19 May 2013, Abuja — Nigeria’s Federal Executive Council, FEC, on Wednesday in Abuja approved a medium term debt management strategy to address the structure and level of the nation’s domestic and foreign debts.
Dr Yerima Ngama, the Minister of State for Finance, disclosed this while briefing State House correspondents on the outcome of the FEC meeting presided over by President Goodluck Jonathan at the State House.
Ngama said the medium term debt management strategy was designed to address the challenges of growing domestic debt and create space for the private sector to access more credit.
“The strategy was developed jointly by the Debt Management Office, DMO, and the CBN with input from National Bureau of Statistics and the National Planning Commission,” he said.

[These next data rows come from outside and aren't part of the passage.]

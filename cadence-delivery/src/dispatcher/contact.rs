use std::path::PathBuf;

use cadence_common::{Contact, internal};
use chrono::NaiveDateTime;

use crate::{
    audit::AuditLog,
    compensation::Compensator,
    error::{BestEffort, DispatchError},
    schedule::{Clock, SequenceStep, apply_send_window},
    template::Content,
    transport::{MessageHandle, Transport},
    types::{Disposition, DispatchOutcome},
};

/// Outcomes for every non-inert step of one contact's sequence
#[derive(Debug, Clone, Default, PartialEq, Eq)]
pub struct ContactReport {
    pub outcomes: Vec<DispatchOutcome>,
}

impl ContactReport {
    /// Steps that produced a message
    #[must_use]
    pub fn count(&self) -> usize {
        self.outcomes.iter().filter(|o| o.created).count()
    }

    #[must_use]
    pub fn submitted(&self) -> usize {
        self.outcomes.iter().filter(|o| o.submitted).count()
    }

    #[must_use]
    pub fn drafts(&self) -> usize {
        self.outcomes
            .iter()
            .filter(|o| o.created && o.disposition == Disposition::Draft)
            .count()
    }
}

/// Builds and commits one contact's messages
pub struct ContactDispatcher<'a> {
    pub transport: &'a dyn Transport,
    pub clock: &'a dyn Clock,
    pub compensator: Compensator,

    /// Preferred sending identity
    pub sender: Option<&'a str>,
}

impl ContactDispatcher<'_> {
    /// Dispatch every step of `schedule` to `contact`
    ///
    /// # Errors
    ///
    /// Stops at the first step whose message cannot be built or submitted.
    /// That step's outcome is still recorded in `audit`.
    pub async fn dispatch(
        &self,
        contact: &Contact,
        schedule: &[SequenceStep],
        send_enabled: bool,
        window_minutes: u32,
        audit: &mut AuditLog,
    ) -> Result<ContactReport, DispatchError> {
        let tokens = contact.tokens();
        let mut report = ContactReport::default();

        for (index, step) in schedule.iter().enumerate() {
            let number = index + 1;

            if step.is_inert() {
                internal!(
                    "Skipping empty step #{number} for {}",
                    contact.email()
                );
                continue;
            }

            let now = self.clock.now();
            let parsed = step.timing.resolve(now);
            let scheduled =
                parsed.map(|base| apply_send_window(base, window_minutes, &mut rand::rng()));

            let disposition = match (send_enabled, scheduled) {
                (false, _) => Disposition::Draft,
                (true, Some(at)) if at > now => Disposition::Deferred,
                (true, _) => Disposition::Immediate,
            };

            let content = Content::compose(&step.subject, &step.body, &tokens);

            let mut outcome = DispatchOutcome::new(number, contact.email(), disposition);
            outcome.subject.clone_from(&content.subject);
            step.timing.raw_date().clone_into(&mut outcome.raw_date);
            step.timing.raw_time().clone_into(&mut outcome.raw_time);
            outcome.parsed = parsed;
            outcome.scheduled = scheduled;

            let result = self
                .commit(contact, step, &content, &mut outcome, audit)
                .await;

            if let Err(err) = &result {
                outcome.error = Some(err.to_string());
            }

            audit.email(&outcome);
            report.outcomes.push(outcome);

            if let Err(err) = result {
                internal!(
                    level = ERROR,
                    "Dispatch to {} stopped at step #{number}: {err}",
                    contact.email()
                );
                return Err(err);
            }
        }

        Ok(report)
    }

    async fn commit(
        &self,
        contact: &Contact,
        step: &SequenceStep,
        content: &Content,
        outcome: &mut DispatchOutcome,
        audit: &mut AuditLog,
    ) -> Result<(), DispatchError> {
        let mut handle = self.transport.create_draft().await?;
        outcome.created = true;

        handle
            .set_content(
                contact.email(),
                &content.subject,
                content.body.as_str(),
                content.body.is_rich(),
            )
            .await?;

        attach(handle.as_mut(), &step.attachments).await;

        match handle.bind_identity(self.sender).await {
            Ok(identity) => outcome.identity = identity,
            Err(err) => BestEffort::IdentityBinding.swallow(&err),
        }

        match (outcome.disposition, outcome.scheduled) {
            (Disposition::Deferred, Some(at)) => {
                handle.save().await?;

                let compensation = self.compensator.apply(handle.as_mut(), at).await;
                audit.compensation(&compensation);
                if let Some(warning) = &compensation.error {
                    outcome.error = Some(format!("Compensation warning: {warning}"));
                }
                outcome.compensation = Some(compensation);

                self.submit(handle, contact, outcome).await
            }
            (Disposition::Draft, _) => {
                handle.save().await?;
                internal!("Saved step #{} for {} as a draft", outcome.step, contact.email());
                Ok(())
            }
            _ => self.submit(handle, contact, outcome).await,
        }
    }

    async fn submit(
        &self,
        handle: Box<dyn MessageHandle>,
        contact: &Contact,
        outcome: &mut DispatchOutcome,
    ) -> Result<(), DispatchError> {
        let item_id = handle
            .submit()
            .await
            .map_err(|source| DispatchError::Submission {
                step: outcome.step,
                recipient: contact.email().to_string(),
                source,
            })?;

        outcome.submitted = true;
        outcome.item_id = item_id;

        internal!(
            level = DEBUG,
            "Submitted step #{} for {} ({}, {})",
            outcome.step,
            contact.email(),
            outcome.disposition,
            describe(outcome.scheduled)
        );

        Ok(())
    }
}

/// Attach every file that exists; problems are logged and skipped
async fn attach(handle: &mut dyn MessageHandle, paths: &[PathBuf]) {
    for path in paths {
        if !tokio::fs::try_exists(path).await.unwrap_or(false) {
            internal!(
                level = DEBUG,
                "Attachment {} does not exist, skipping",
                path.display()
            );
            continue;
        }

        if let Err(err) = handle.add_attachment(path).await {
            BestEffort::Attachment.swallow(&err);
        }
    }
}

fn describe(at: Option<NaiveDateTime>) -> String {
    at.map_or_else(|| "now".to_string(), |at| at.to_string())
}

#[cfg(test)]
#[allow(clippy::unwrap_used)]
mod tests {
    use std::sync::Arc;

    use chrono::TimeDelta;
    use pretty_assertions::assert_eq;

    use super::*;
    use crate::{
        audit::AuditConfig,
        schedule::{FixedClock, Timing},
        transport::{MemoryTransport, TransportEvent},
    };

    fn now() -> NaiveDateTime {
        NaiveDateTime::parse_from_str("2026-03-02 07:00", "%Y-%m-%d %H:%M").unwrap()
    }

    fn offset(days: i64, time: &str) -> Timing {
        Timing::Offset {
            days,
            time: time.to_string(),
        }
    }

    fn audit() -> AuditLog {
        AuditLog::open(
            AuditConfig {
                enabled: false,
                ..AuditConfig::default()
            },
            Arc::new(FixedClock(now())),
        )
    }

    fn contact() -> Contact {
        Contact::new("ana@example.com")
            .unwrap()
            .with_name("Ana", "Silva")
            .with_company("Acme")
    }

    async fn dispatch(
        transport: &MemoryTransport,
        schedule: &[SequenceStep],
        send_enabled: bool,
    ) -> Result<ContactReport, DispatchError> {
        let clock = FixedClock(now());
        let dispatcher = ContactDispatcher {
            transport,
            clock: &clock,
            compensator: Compensator::default(),
            sender: Some("ana.sender@example.com"),
        };

        dispatcher
            .dispatch(&contact(), schedule, send_enabled, 0, &mut audit())
            .await
    }

    #[tokio::test]
    async fn test_inert_step_skipped() {
        let transport = MemoryTransport::new();
        let schedule = vec![
            SequenceStep::new("Hi {FirstName}", "One", offset(0, "9:00 AM")),
            SequenceStep::new(" ", "\t", offset(1, "9:00 AM")),
            SequenceStep::new("Again", "Three", offset(2, "9:00 AM")),
        ];

        let report = dispatch(&transport, &schedule, true).await.unwrap();

        assert_eq!(report.outcomes.len(), 2);
        assert_eq!(report.count(), 2);
        assert_eq!(report.outcomes[0].step, 1);
        assert_eq!(report.outcomes[1].step, 3);
        assert_eq!(report.outcomes[0].subject, "Hi Ana");
    }

    #[tokio::test]
    async fn test_deferred_saved_before_submit() {
        let transport = MemoryTransport::new();
        let schedule = vec![SequenceStep::new("Hello", "Body", offset(1, "9:00 AM"))];

        let report = dispatch(&transport, &schedule, true).await.unwrap();
        let outcome = &report.outcomes[0];

        assert_eq!(outcome.disposition, Disposition::Deferred);
        assert!(outcome.submitted);
        assert_eq!(outcome.item_id.as_deref(), Some("mem-0000"));

        let events = transport.events();
        let saved = events
            .iter()
            .position(|e| *e == TransportEvent::Saved { id: 0 })
            .unwrap();
        let written = events
            .iter()
            .position(|e| matches!(e, TransportEvent::DeferredWrite { .. }))
            .unwrap();
        let submitted = events
            .iter()
            .position(|e| *e == TransportEvent::Submitted { id: 0 })
            .unwrap();
        assert!(saved < written && written < submitted);
    }

    #[tokio::test]
    async fn test_past_and_immediate_submit_now() {
        let transport = MemoryTransport::new();
        let schedule = vec![
            SequenceStep::new("Past", "Body", offset(0, "6:00 AM")),
            SequenceStep::new("Now", "Body", offset(3, "Immediately")),
        ];

        let report = dispatch(&transport, &schedule, true).await.unwrap();

        assert!(
            report
                .outcomes
                .iter()
                .all(|o| o.disposition == Disposition::Immediate && o.submitted)
        );
        assert_eq!(report.outcomes[1].scheduled, None);
        assert_eq!(
            transport.count(|e| matches!(e, TransportEvent::DeferredWrite { .. })),
            0
        );
        assert_eq!(transport.count(|e| matches!(e, TransportEvent::Saved { .. })), 0);
    }

    #[tokio::test]
    async fn test_drafts_only_when_not_sending() {
        let transport = MemoryTransport::new();
        let schedule = vec![SequenceStep::new("Hello", "Body", offset(1, "9:00 AM"))];

        let report = dispatch(&transport, &schedule, false).await.unwrap();

        assert_eq!(report.drafts(), 1);
        assert_eq!(report.submitted(), 0);
        assert!(transport.submitted().is_empty());
        assert!(transport.messages()[0].saved);
    }

    #[tokio::test]
    async fn test_identity_preference_and_fallback() {
        let transport = MemoryTransport::new()
            .with_identities(["team@example.com", "Ana.Sender@example.com"]);
        let schedule = vec![SequenceStep::new("Hello", "Body", offset(0, ""))];

        let report = dispatch(&transport, &schedule, true).await.unwrap();
        assert_eq!(
            report.outcomes[0].identity.as_deref(),
            Some("Ana.Sender@example.com")
        );

        let transport = MemoryTransport::new().with_identities(Vec::<String>::new());
        let report = dispatch(&transport, &schedule, true).await.unwrap();
        assert_eq!(report.outcomes[0].identity, None);
        assert!(report.outcomes[0].submitted);
    }

    #[tokio::test]
    async fn test_attachments_missing_and_failing_are_skipped() {
        let dir = tempfile::tempdir().unwrap();
        let present = dir.path().join("deck.pdf");
        std::fs::write(&present, b"%PDF").unwrap();

        let schedule = vec![
            SequenceStep::new("Hello", "Body", offset(0, ""))
                .with_attachment(&present)
                .with_attachment(dir.path().join("missing.pdf")),
        ];

        let transport = MemoryTransport::new();
        dispatch(&transport, &schedule, true).await.unwrap();
        assert_eq!(transport.messages()[0].attachments, vec![present.clone()]);

        let transport = MemoryTransport::new().fail_attachments();
        let report = dispatch(&transport, &schedule, true).await.unwrap();
        assert!(report.outcomes[0].submitted);
        assert!(transport.messages()[0].attachments.is_empty());
    }

    #[tokio::test]
    async fn test_submission_failure_stops_contact() {
        let transport = MemoryTransport::new().fail_submission(2);
        let schedule = vec![
            SequenceStep::new("One", "Body", offset(0, "")),
            SequenceStep::new("Two", "Body", offset(0, "")),
            SequenceStep::new("Three", "Body", offset(0, "")),
        ];

        let error = dispatch(&transport, &schedule, true).await.unwrap_err();

        assert!(matches!(
            error,
            DispatchError::Submission { step: 2, ref recipient, .. } if recipient == "ana@example.com"
        ));
        assert_eq!(transport.messages().len(), 2);
        assert_eq!(transport.submitted().len(), 1);
    }

    #[tokio::test]
    async fn test_skewed_transport_compensated() {
        let transport = MemoryTransport::new().with_shift(TimeDelta::hours(7));
        let schedule = vec![SequenceStep::new("Hello", "Body", offset(2, "9:00 AM"))];

        let report = dispatch(&transport, &schedule, true).await.unwrap();
        let compensation = report.outcomes[0].compensation.as_ref().unwrap();

        assert!(compensation.applied);
        assert_eq!(
            transport.messages()[0].deferred,
            NaiveDateTime::parse_from_str("2026-03-04 09:00", "%Y-%m-%d %H:%M").ok()
        );
    }

    #[tokio::test]
    async fn test_compensation_error_is_a_warning() {
        let transport = MemoryTransport::new().without_readback();
        let schedule = vec![SequenceStep::new("Hello", "Body", offset(2, "9:00 AM"))];

        let report = dispatch(&transport, &schedule, true).await.unwrap();

        assert!(report.outcomes[0].submitted);
        assert!(
            report.outcomes[0]
                .error
                .as_deref()
                .unwrap()
                .starts_with("Compensation warning:")
        );
    }
}
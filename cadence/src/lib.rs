//! Configuration and entry points for the `cadence` binary

pub mod controller;

pub use controller::{Cadence, RunOptions, TransportConfig};
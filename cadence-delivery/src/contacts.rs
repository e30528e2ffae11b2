//! Where a run's contacts come from

use std::path::{Path, PathBuf};

use async_trait::async_trait;
use cadence_common::{Contact, ContactError, ContactRecord, internal};

/// Supplies normalized contacts, in send order
#[async_trait]
pub trait ContactSource: Send + Sync {
    /// Load every usable contact
    ///
    /// # Errors
    ///
    /// Returns [`ContactError::Unreadable`] if the list cannot be read at all.
    async fn load(&self) -> Result<Vec<Contact>, ContactError>;
}

#[async_trait]
impl ContactSource for Vec<Contact> {
    async fn load(&self) -> Result<Vec<Contact>, ContactError> {
        Ok(self.clone())
    }
}

/// A RON file holding a list of contact records
///
/// ```ron
/// [
///     (email: "ana@example.com", first_name: "Ana", company: "Acme"),
///     (work_email: "bo@example.com", FirstName: "Bo", JobTitle: "CTO"),
/// ]
/// ```
///
/// Field names are RON identifiers, so export aliases containing spaces
/// (`Work Email`) are only reachable from self-describing formats. Records
/// without an email address are skipped.
#[derive(Debug, Clone)]
pub struct ContactFile {
    path: PathBuf,
}

impl ContactFile {
    #[must_use]
    pub fn new(path: impl Into<PathBuf>) -> Self {
        Self { path: path.into() }
    }

    #[must_use]
    pub fn path(&self) -> &Path {
        &self.path
    }

    fn unreadable(&self, reason: impl ToString) -> ContactError {
        ContactError::Unreadable {
            source_name: self.path.display().to_string(),
            reason: reason.to_string(),
        }
    }
}

#[async_trait]
impl ContactSource for ContactFile {
    async fn load(&self) -> Result<Vec<Contact>, ContactError> {
        let text = tokio::fs::read_to_string(&self.path)
            .await
            .map_err(|e| self.unreadable(e))?;

        let records: Vec<ContactRecord> = ron::from_str(&text).map_err(|e| self.unreadable(e))?;
        let total = records.len();

        let contacts: Vec<Contact> = records
            .into_iter()
            .filter_map(|record| Contact::try_from(record).ok())
            .collect();

        if contacts.len() < total {
            internal!(
                level = DEBUG,
                "Skipped {} contact records without an email address in {}",
                total - contacts.len(),
                self.path.display()
            );
        }

        Ok(contacts)
    }
}
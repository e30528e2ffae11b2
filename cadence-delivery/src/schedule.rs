//! Send-time resolution for sequence steps
//!
//! Every step carries either an explicit calendar date or a day offset from a
//! reference date, plus a time of day. Resolution produces a naive local
//! timestamp, or `None` meaning "send immediately". Malformed input also
//! resolves to `None`: callers must treat it as "send now", never as an error.
//!
//! Timestamps are always naive local time. The transport interprets them in
//! the machine's own zone, so zone information is stripped before any value
//! leaves this module.

use std::{path::PathBuf, sync::Arc};

use chrono::{
    DateTime, Datelike, Days, Local, NaiveDate, NaiveDateTime, NaiveTime, TimeDelta, TimeZone,
    Weekday,
};
use rand::Rng;
use serde::{Deserialize, Serialize};

const DATE_FORMAT: &str = "%Y-%m-%d";

/// Accepted time-of-day formats, tried in order
const TIME_FORMATS: [&str; 2] = ["%I:%M %p", "%H:%M"];

/// How a step's send time is expressed
#[derive(Debug, Clone, PartialEq, Eq, Serialize, Deserialize)]
pub enum Timing {
    /// Explicit `YYYY-MM-DD` date and time of day
    At { date: String, time: String },

    /// Calendar days after the reference date
    Offset { days: i64, time: String },

    /// Weekdays after the reference date, Saturdays and Sundays skipped
    BusinessDays { days: u32, time: String },
}

impl Timing {
    /// Resolve against `reference`, returning `None` for "send immediately"
    #[must_use]
    pub fn resolve(&self, reference: NaiveDateTime) -> Option<NaiveDateTime> {
        match self {
            Self::At { date, time } => resolve_at(date, time),
            Self::Offset { days, time } => resolve_offset(*days, time, reference),
            Self::BusinessDays { days, time } => {
                let target = add_business_days(reference.date(), *days);
                let calendar_days = (target - reference.date()).num_days();
                resolve_offset(calendar_days, time, reference)
            }
        }
    }

    /// The date as entered, empty for offset timings
    #[must_use]
    pub fn raw_date(&self) -> &str {
        match self {
            Self::At { date, .. } => date,
            Self::Offset { .. } | Self::BusinessDays { .. } => "",
        }
    }

    /// The time of day as entered
    #[must_use]
    pub fn raw_time(&self) -> &str {
        match self {
            Self::At { time, .. } | Self::Offset { time, .. } | Self::BusinessDays { time, .. } => {
                time
            }
        }
    }
}

/// One email in a sequence
#[derive(Debug, Clone, PartialEq, Eq, Serialize, Deserialize)]
pub struct SequenceStep {
    #[serde(default)]
    pub subject: String,

    /// Plain text or markup; see [`crate::template::is_rich`]
    #[serde(default)]
    pub body: String,

    pub timing: Timing,

    /// Files to attach; paths that do not exist at send time are skipped
    #[serde(default)]
    pub attachments: Vec<PathBuf>,
}

impl SequenceStep {
    #[must_use]
    pub fn new(subject: impl Into<String>, body: impl Into<String>, timing: Timing) -> Self {
        Self {
            subject: subject.into(),
            body: body.into(),
            timing,
            attachments: Vec::new(),
        }
    }

    #[must_use]
    pub fn with_attachment(mut self, path: impl Into<PathBuf>) -> Self {
        self.attachments.push(path.into());
        self
    }

    /// A step with neither subject nor body produces no message
    #[must_use]
    pub fn is_inert(&self) -> bool {
        self.subject.trim().is_empty() && self.body.trim().is_empty()
    }
}

/// Ordered steps of one campaign
pub type Schedule = Vec<SequenceStep>;

/// Source of the reference "now" used for offsets and future checks
pub trait Clock: Send + Sync + std::fmt::Debug {
    fn now(&self) -> NaiveDateTime;
}

/// The machine's local wall clock
#[derive(Debug, Clone, Copy, Default)]
pub struct SystemClock;

impl Clock for SystemClock {
    fn now(&self) -> NaiveDateTime {
        strip_zone(&Local::now())
    }
}

/// A clock frozen at one instant
#[derive(Debug, Clone, Copy)]
pub struct FixedClock(pub NaiveDateTime);

impl Clock for FixedClock {
    fn now(&self) -> NaiveDateTime {
        self.0
    }
}

impl<C: Clock + ?Sized> Clock for Arc<C> {
    fn now(&self) -> NaiveDateTime {
        (**self).now()
    }
}

/// Returns `true` for a blank time or any text starting with "immed"
#[must_use]
pub fn is_immediate(time: &str) -> bool {
    let time = time.trim();
    time.is_empty()
        || time
            .get(..5)
            .is_some_and(|prefix| prefix.eq_ignore_ascii_case("immed"))
}

/// Parse a 12-hour (`9:00 AM`) or 24-hour (`17:30`) time of day
#[must_use]
pub fn parse_time(time: &str) -> Option<NaiveTime> {
    let time = time.trim();
    TIME_FORMATS
        .iter()
        .find_map(|format| NaiveTime::parse_from_str(time, format).ok())
}

/// Resolve an explicit date and time of day
#[must_use]
pub fn resolve_at(date: &str, time: &str) -> Option<NaiveDateTime> {
    let date = date.trim();
    if date.is_empty() || is_immediate(time) {
        return None;
    }

    let date = NaiveDate::parse_from_str(date, DATE_FORMAT).ok()?;
    parse_time(time).map(|time| date.and_time(time))
}

/// Resolve a calendar-day offset from `reference` and a time of day
#[must_use]
pub fn resolve_offset(days: i64, time: &str, reference: NaiveDateTime) -> Option<NaiveDateTime> {
    if is_immediate(time) {
        return None;
    }

    let time = parse_time(time)?;
    let date = reference
        .date()
        .checked_add_signed(TimeDelta::try_days(days)?)?;
    Some(date.and_time(time))
}

/// Advance `date` by `days` weekdays
#[must_use]
pub fn add_business_days(date: NaiveDate, days: u32) -> NaiveDate {
    let mut current = date;
    let mut remaining = days;

    while remaining > 0 {
        let Some(next) = current.checked_add_days(Days::new(1)) else {
            break;
        };
        current = next;
        if !matches!(current.weekday(), Weekday::Sat | Weekday::Sun) {
            remaining -= 1;
        }
    }

    current
}

/// Push `base` later by a uniformly random whole number of minutes in
/// `[0, window_minutes]`
pub fn apply_send_window<R: Rng>(
    base: NaiveDateTime,
    window_minutes: u32,
    rng: &mut R,
) -> NaiveDateTime {
    if window_minutes == 0 {
        return base;
    }

    let offset = rng.random_range(0..=window_minutes);
    base + TimeDelta::minutes(i64::from(offset))
}

/// Drop zone information, keeping the wall-clock reading in that zone
#[must_use]
pub fn strip_zone<Tz: TimeZone>(at: &DateTime<Tz>) -> NaiveDateTime {
    at.naive_local()
}

#[cfg(test)]
#[allow(clippy::unwrap_used)]
mod tests {
    use chrono::{FixedOffset, Timelike};
    use rand::{SeedableRng, rngs::StdRng};

    use super::*;

    fn at(date: &str, time: &str) -> NaiveDateTime {
        NaiveDateTime::parse_from_str(&format!("{date} {time}"), "%Y-%m-%d %H:%M").unwrap()
    }

    #[test]
    fn test_resolve_at_twelve_hour() {
        let resolved = resolve_at("2026-03-02", "9:05 AM").unwrap();
        assert_eq!(resolved, at("2026-03-02", "09:05"));

        let resolved = resolve_at("2026-03-02", "12:30 pm").unwrap();
        assert_eq!(resolved, at("2026-03-02", "12:30"));

        let resolved = resolve_at("2026-12-31", "11:59 PM").unwrap();
        assert_eq!(resolved, at("2026-12-31", "23:59"));
    }

    #[test]
    fn test_resolve_at_twenty_four_hour() {
        let resolved = resolve_at(" 2026-03-02 ", " 17:45 ").unwrap();
        assert_eq!(resolved.year(), 2026);
        assert_eq!(resolved.month(), 3);
        assert_eq!(resolved.day(), 2);
        assert_eq!(resolved.hour(), 17);
        assert_eq!(resolved.minute(), 45);
    }

    #[test]
    fn test_resolve_at_components_match_for_every_slot() {
        for hour in 0..24 {
            for minute in [0, 15, 30, 45] {
                let time = format!("{hour:02}:{minute:02}");
                let resolved = resolve_at("2027-01-15", &time).unwrap();
                assert_eq!((resolved.hour(), resolved.minute()), (hour, minute));
                assert_eq!(resolved.date(), NaiveDate::from_ymd_opt(2027, 1, 15).unwrap());
            }
        }
    }

    #[test]
    fn test_blank_date_is_immediate() {
        assert_eq!(resolve_at("", "9:00 AM"), None);
        assert_eq!(resolve_at("   ", "09:00"), None);
    }

    #[test]
    fn test_immediate_time_ignores_date() {
        for time in ["Immediately", "immed", "IMMEDIATE", "immediately please", ""] {
            assert_eq!(resolve_at("2026-03-02", time), None, "{time:?}");
            assert_eq!(
                resolve_offset(3, time, at("2026-03-02", "08:00")),
                None,
                "{time:?}"
            );
        }
    }

    #[test]
    fn test_malformed_input_is_none() {
        assert_eq!(resolve_at("03/02/2026", "9:00 AM"), None);
        assert_eq!(resolve_at("2026-02-30", "9:00 AM"), None);
        assert_eq!(resolve_at("2026-03-02", "nine o'clock"), None);
        assert_eq!(resolve_at("2026-03-02", "25:00"), None);
        assert_eq!(resolve_offset(1, "soon", at("2026-03-02", "08:00")), None);
    }

    #[test]
    fn test_resolve_offset_adds_calendar_days() {
        let reference = at("2026-02-27", "16:20");

        assert_eq!(
            resolve_offset(0, "9:00 AM", reference),
            Some(at("2026-02-27", "09:00"))
        );
        assert_eq!(
            resolve_offset(2, "9:00 AM", reference),
            Some(at("2026-03-01", "09:00"))
        );
        assert_eq!(
            resolve_offset(-1, "13:00", reference),
            Some(at("2026-02-26", "13:00"))
        );
    }

    #[test]
    fn test_add_business_days_skips_weekends() {
        // 2026-03-06 is a Friday
        let friday = NaiveDate::from_ymd_opt(2026, 3, 6).unwrap();

        assert_eq!(add_business_days(friday, 0), friday);
        assert_eq!(
            add_business_days(friday, 1),
            NaiveDate::from_ymd_opt(2026, 3, 9).unwrap()
        );
        assert_eq!(
            add_business_days(friday, 5),
            NaiveDate::from_ymd_opt(2026, 3, 13).unwrap()
        );
    }

    #[test]
    fn test_business_days_timing() {
        let timing = Timing::BusinessDays {
            days: 2,
            time: "10:00".to_string(),
        };

        // Thursday + 2 business days = Monday
        let reference = at("2026-03-05", "15:00");
        assert_eq!(timing.resolve(reference), Some(at("2026-03-09", "10:00")));
        assert_eq!(timing.raw_date(), "");
        assert_eq!(timing.raw_time(), "10:00");
    }

    #[test]
    fn test_send_window_bounds() {
        let base = at("2026-03-02", "09:00");
        let upper = base + TimeDelta::minutes(30);
        let mut rng = StdRng::seed_from_u64(0x5eed);

        for _ in 0..1000 {
            let windowed = apply_send_window(base, 30, &mut rng);
            assert!(windowed >= base && windowed <= upper, "{windowed}");
            assert_eq!(windowed.second(), 0);
        }
    }

    #[test]
    fn test_zero_window_is_identity() {
        let base = at("2026-03-02", "09:00");
        let mut rng = StdRng::seed_from_u64(1);
        assert_eq!(apply_send_window(base, 0, &mut rng), base);
    }

    #[test]
    fn test_strip_zone_keeps_wall_clock() {
        let zone = FixedOffset::west_opt(7 * 3600).unwrap();
        let zoned = zone.with_ymd_and_hms(2026, 3, 2, 9, 0, 0).unwrap();
        assert_eq!(strip_zone(&zoned), at("2026-03-02", "09:00"));
    }

    #[test]
    fn test_inert_step() {
        let timing = Timing::Offset {
            days: 0,
            time: String::new(),
        };
        assert!(SequenceStep::new("  ", "\n", timing.clone()).is_inert());
        assert!(!SequenceStep::new("Hello", "", timing.clone()).is_inert());
        assert!(!SequenceStep::new("", "Body", timing).is_inert());
    }

    #[test]
    fn test_fixed_clock() {
        let clock = Arc::new(FixedClock(at("2026-03-02", "07:00")));
        assert_eq!(clock.now(), at("2026-03-02", "07:00"));
    }
}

Ngama said the structure of the nation’s debt was not optimal because 88 per cent of the debt was domestic, while only 12 per cent was foreign.
“We have a total of over N6 trillion worth of debt. However, it is not just the level but the cost of servicing the debt.
“Nigeria has one of the highest interest rates in the developing world and if you have a high level of debt, then debt servicing will become very expensive,” he said.
The minister said that after offsetting the huge foreign debt owed to the Paris and London Clubs, the country had concentrated on developing internal ways of raising resources.
He said the 2010 wage increase for public servants, which made government to raise a N3.6 trillion bond, was one of the reasons for the growth in the domestic debt profile.
“The increase in wages had led to an annual budget deficit of N1 trillion, sourced locally and not covered by the budgets,” Ngama added.
He said Federal Government’s intervention to curtail the impact of the global economic recession was also responsible for the sharp increase in the domestic debt.
The minister recalled that in order to keep the economy afloat during the global crisis, the government added some stimulus spending which was raised internally, adding that this also led to the huge domestic debt.